Let’s start with tax. With corporation tax rising to 25% this April and the super-deduction expiring at the same time, it’s hardly surprising that companies like AstraZeneca are choosing to jump before they are pushed over this cliff edge. Likewise, Shell and Equinor have said windfall taxes mean they will invest less in North Sea oil. Research from our parent organisation the Centre for Policy Studies shows that the UK is set to fall to 33rd out of 38 OECD countries in the International Tax Competitiveness Index, well behind big players in science and tech like the US and Japan.
CPS research also shows that a business-friendly environment is almost as important to investors as headline tax rates. The Chancellor’s ambitious talk about making the UK ‘the next Silicon Valley’ coming at a time when the Government is pushing through the onerous and unwieldy Online Safety Bill will surely send mixed signals. Much has been made of the threat this bill poses to free speech, but CapX writers have also warned that it will deter internet start-ups with fewer resources to comply with the raft of new regulations.
Then there’s that great enemy of growth and this site’s personal bête noir – a planning system that makes it overwhelmingly difficult to get anything built. If Sunak wants scientists to make the discoveries of the future in Britain, then they need laboratories to do it in, not to mention places to live. Yet more CPS research shows that lab space is in perilously short supply and far more expensive than in rival countries.
There is a political problem too. Rumours that Sunak initially offered the job of Secretary of State in the new Science department to Michael Gove are an indication of just how important he thinks it is. But though promoting science and innovation may be at the core of Sunak’s agenda, it is not what this Government was elected to do back in 2019. In fact, it is arguably fundamentally at odds with its mandate.
The most likely location for the next Silicon Valley is somewhere that, like California, has existing strengths in research and industry as well as being a desirable place to live. That sounds a lot more like London or Oxford and Cambridge than it does the places most in need of levelling up. Gove’s refusal to leave the Department for Levelling Up is perhaps a hint he recognises this tension.

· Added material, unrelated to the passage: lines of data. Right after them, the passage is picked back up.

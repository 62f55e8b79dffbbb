//! The search service façade.

use std::sync::Arc;
use std::time::Instant;

use log::{debug, info, warn};
use serde_json::{Map, Value};

use crate::config::ServiceConfig;
use crate::document::Document;
use crate::error::{HoplonError, Result};
use crate::matcher::{InMemoryMatcher, MatchOptions, Matcher, RecordPredicate, SuggestOptions};
use crate::query::facet::{FacetAggregator, FacetResults};
use crate::query::filter::Filter;
use crate::query::params::{SearchParams, SuggestParams};
use crate::query::sort::SortSpec;
use crate::schema::IndexConfig;
use crate::search::hydrator::{Hydration, IndexHydrator, IndexState};
use crate::search::response::{ResultAssembler, SearchResponse, SuggestResponse, elapsed_ms};
use crate::storage::{InMemoryRepository, Repository, validate_index_name};
use crate::synonym::{InMemorySynonymRegistry, QueryExpander, SynonymRegistry};

/// Turn a non-empty filter into a matcher predicate.
fn filter_predicate(filter: Option<&Filter>) -> Option<RecordPredicate> {
    let filter = filter.filter(|f| !f.is_empty())?.clone();
    Some(Arc::new(move |fields: &Map<String, Value>| filter.matches(fields)))
}

/// Multi-tenant search over named indexes.
///
/// # Examples
///
/// ```
/// use hoplon::document::Document;
/// use hoplon::query::SearchParams;
/// use hoplon::schema::IndexConfig;
/// use hoplon::search::SearchService;
/// use serde_json::json;
///
/// # tokio_test_block(async {
/// let service = SearchService::in_memory();
/// let docs = vec![Document::from_value(json!({"id": 1, "title": "Rust in Action"})).unwrap()];
/// service
///     .index_documents("books", docs, IndexConfig::new(["title"], ["id", "title"]))
///     .await
///     .unwrap();
///
/// let response = service.search("books", SearchParams::new("rust")).await.unwrap();
/// assert_eq!(response.nb_hits, 1);
/// # });
/// # fn tokio_test_block<F: std::future::Future>(f: F) -> F::Output {
/// #     tokio::runtime::Runtime::new().unwrap().block_on(f)
/// # }
/// ```
#[derive(Debug)]
pub struct SearchService {
    repository: Arc<dyn Repository>,
    matcher: Arc<dyn Matcher>,
    synonyms: Arc<dyn SynonymRegistry>,
    expander: QueryExpander,
    hydrator: IndexHydrator,
    config: ServiceConfig,
}

impl SearchService {
    /// Create a service with the default configuration.
    pub fn new(
        repository: Arc<dyn Repository>,
        matcher: Arc<dyn Matcher>,
        synonyms: Arc<dyn SynonymRegistry>,
    ) -> Self {
        Self::with_config(repository, matcher, synonyms, ServiceConfig::default())
    }

    /// Create a service with an explicit configuration.
    pub fn with_config(
        repository: Arc<dyn Repository>,
        matcher: Arc<dyn Matcher>,
        synonyms: Arc<dyn SynonymRegistry>,
        config: ServiceConfig,
    ) -> Self {
        SearchService {
            expander: QueryExpander::new(synonyms.clone()),
            hydrator: IndexHydrator::new(repository.clone(), matcher.clone()),
            repository,
            matcher,
            synonyms,
            config,
        }
    }

    /// A service backed entirely by process memory.
    pub fn in_memory() -> Self {
        Self::new(
            Arc::new(InMemoryRepository::new()),
            Arc::new(InMemoryMatcher::new()),
            Arc::new(InMemorySynonymRegistry::new()),
        )
    }

    /// The service configuration.
    pub fn config(&self) -> &ServiceConfig {
        &self.config
    }

    /// The underlying repository.
    pub fn repository(&self) -> &Arc<dyn Repository> {
        &self.repository
    }

    /// The synonym registry.
    pub fn synonyms(&self) -> &Arc<dyn SynonymRegistry> {
        &self.synonyms
    }

    /// Parse search parameters, taking the page size from the service
    /// configuration when the request names none.
    pub fn search_params(&self, value: Value) -> Result<SearchParams> {
        SearchParams::from_json_with_limit(value, self.config.default_limit)
    }

    /// Parse suggest parameters, taking the limit from the service
    /// configuration when the request names none.
    pub fn suggest_params(&self, value: Value) -> Result<SuggestParams> {
        SuggestParams::from_json_with_limit(value, self.config.suggest_limit)
    }

    async fn require_config(&self, index: &str) -> Result<IndexConfig> {
        validate_index_name(index)?;
        self.repository
            .get_index_config(index)
            .await?
            .ok_or_else(|| HoplonError::not_found(format!("Index \"{index}\" not found")))
    }

    /// Search an index.
    pub async fn search(&self, index: &str, params: SearchParams) -> Result<SearchResponse> {
        validate_index_name(index)?;
        params.validate()?;
        let config = self.require_config(index).await?;

        if self.hydrator.ensure(index, &config).await? == Hydration::Empty {
            debug!("Index \"{index}\" is empty, returning no hits");
            return Ok(ResultAssembler::empty(
                &params.query,
                params.offset,
                params.limit,
            ));
        }

        let started = Instant::now();
        let expanded = self.expander.expand(&params.query).await?;
        let options = MatchOptions {
            prefix: self.config.prefix_search,
            fuzzy: self.config.fuzzy_tolerance,
            filter: filter_predicate(params.filter.as_ref()),
        };
        let mut candidates = self.matcher.query(index, &expanded, &options).await?;

        let facets = match &params.facets {
            Some(fields) => FacetAggregator::new(&config.store_fields).aggregate(fields, &candidates),
            None => FacetResults::empty(),
        };

        match params
            .sort_by
            .as_deref()
            .and_then(|sort_by| SortSpec::resolve(sort_by, &config.store_fields))
        {
            Some(spec) => spec.sort(&mut candidates),
            None => debug!("No custom sort applied, using relevance order"),
        }

        Ok(ResultAssembler::new(&config.store_fields).assemble(
            &params.query,
            candidates,
            params.offset,
            params.limit,
            facets,
            started,
        ))
    }

    /// Complete a partial query.
    pub async fn suggest(&self, index: &str, params: SuggestParams) -> Result<SuggestResponse> {
        validate_index_name(index)?;
        params.validate()?;
        if params.query.trim().is_empty() {
            return Ok(SuggestResponse::empty(params.query));
        }
        let config = self.require_config(index).await?;
        if self.hydrator.ensure(index, &config).await? == Hydration::Empty {
            return Ok(SuggestResponse::empty(params.query));
        }

        let started = Instant::now();
        let options = SuggestOptions {
            fuzzy: self.config.suggest_fuzzy_tolerance,
            filter: filter_predicate(params.filter.as_ref()),
            limit: params.limit,
        };
        let suggestions = self
            .matcher
            .suggest(index, &params.query, &options)
            .await?
            .into_iter()
            .map(|s| s.suggestion)
            .collect();

        Ok(SuggestResponse {
            suggestions,
            query: params.query,
            processing_time_ms: elapsed_ms(started),
        })
    }

    /// Create or reconfigure an index, store `documents` in it and rebuild.
    ///
    /// Documents already stored under other identifiers are kept. Returns the
    /// number of documents submitted.
    pub async fn index_documents(
        &self,
        index: &str,
        documents: Vec<Document>,
        config: IndexConfig,
    ) -> Result<usize> {
        validate_index_name(index)?;
        let config = config.validate()?;
        if documents.is_empty() {
            warn!("No documents provided for indexing in \"{index}\"");
        }
        let documents = documents
            .into_iter()
            .map(|document| document.with_string_id(&config.id_field))
            .collect::<Result<Vec<_>>>()?;

        self.repository.save_index_config(index, &config).await?;
        self.repository.save_documents(index, &documents).await?;
        self.hydrator.rebuild(index, &config).await?;

        info!("Indexed {} documents into \"{index}\"", documents.len());
        Ok(documents.len())
    }

    /// Add or replace a single document.
    pub async fn add_document(&self, index: &str, document: Document) -> Result<Document> {
        let config = self.require_config(index).await?;
        let document = document.with_string_id(&config.id_field)?;
        self.repository.save_document(index, &document).await?;
        self.hydrator.refresh(index, &config).await?;
        Ok(document)
    }

    /// Replace the document stored under `id`.
    ///
    /// The identifier in the body must match `id`.
    pub async fn update_document(
        &self,
        index: &str,
        id: &str,
        document: Document,
    ) -> Result<Document> {
        let config = self.require_config(index).await?;
        let document = document.with_string_id(&config.id_field)?;
        let body_id = document.id(&config.id_field).unwrap_or_default();
        if body_id != id {
            return Err(HoplonError::validation(format!(
                "Document ID in path ({id}) does not match ID in body ({body_id})."
            )));
        }
        self.repository.save_document(index, &document).await?;
        self.hydrator.refresh(index, &config).await?;
        Ok(document)
    }

    /// Fetch a stored document.
    pub async fn get_document(&self, index: &str, id: &str) -> Result<Option<Document>> {
        validate_index_name(index)?;
        self.repository.get_document(index, id).await
    }

    /// Delete a document. Returns `false` if the index or document does not exist.
    pub async fn delete_document(&self, index: &str, id: &str) -> Result<bool> {
        validate_index_name(index)?;
        let Some(config) = self.repository.get_index_config(index).await? else {
            warn!("Index \"{index}\" configuration not found during delete");
            return Ok(false);
        };
        let deleted = self.repository.delete_document(index, id).await?;
        if deleted {
            self.hydrator.refresh(index, &config).await?;
        }
        Ok(deleted)
    }

    /// Delete an index with its configuration and documents.
    pub async fn delete_index(&self, index: &str) -> Result<bool> {
        validate_index_name(index)?;
        self.hydrator.invalidate(index).await?;
        let deleted = self.repository.delete_index(index).await?;
        if deleted {
            info!("Deleted index \"{index}\"");
        }
        Ok(deleted)
    }

    /// Names of every stored index.
    pub async fn list_indexes(&self) -> Result<Vec<String>> {
        self.repository.list_indexes().await
    }

    /// An index's configuration.
    pub async fn index_config(&self, index: &str) -> Result<IndexConfig> {
        self.require_config(index).await
    }

    /// An index's hydration state.
    pub async fn index_state(&self, index: &str) -> Result<IndexState> {
        validate_index_name(index)?;
        self.hydrator.state(index).await
    }

    /// Register a group of interchangeable words.
    pub async fn add_synonym_group(&self, words: Vec<String>) -> Result<()> {
        if words.len() < 2 {
            return Err(HoplonError::validation(
                "Synonym group must contain at least two words",
            ));
        }
        self.synonyms.save_group(&words).await
    }

    /// Every synonym group.
    pub async fn list_synonym_groups(&self) -> Result<Vec<Vec<String>>> {
        self.synonyms.all_groups().await
    }

    /// Remove a word from its synonym group.
    pub async fn delete_synonym(&self, word: &str) -> Result<bool> {
        if word.trim().is_empty() {
            return Err(HoplonError::validation("Word to delete cannot be empty"));
        }
        self.synonyms.delete_word(word).await
    }
}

Sunak is clearly personally animated by his vision of Britain as a ‘science superpower’, but voters struggling with the cost of living and public services that don’t work may have different priorities.
While it’s easy to reach for the cliche about deckchairs on the Titanic, this week’s reshuffle was, on balance, a sensible move. Britain will be spending £22bn a year on R&D by the end of this Parliament and it’s right to have a Secretary of State accountable for that. But CapX readers don’t need reminding that governments don’t create innovation, free markets do. So perhaps the best thing this new Department can do is get out of the way.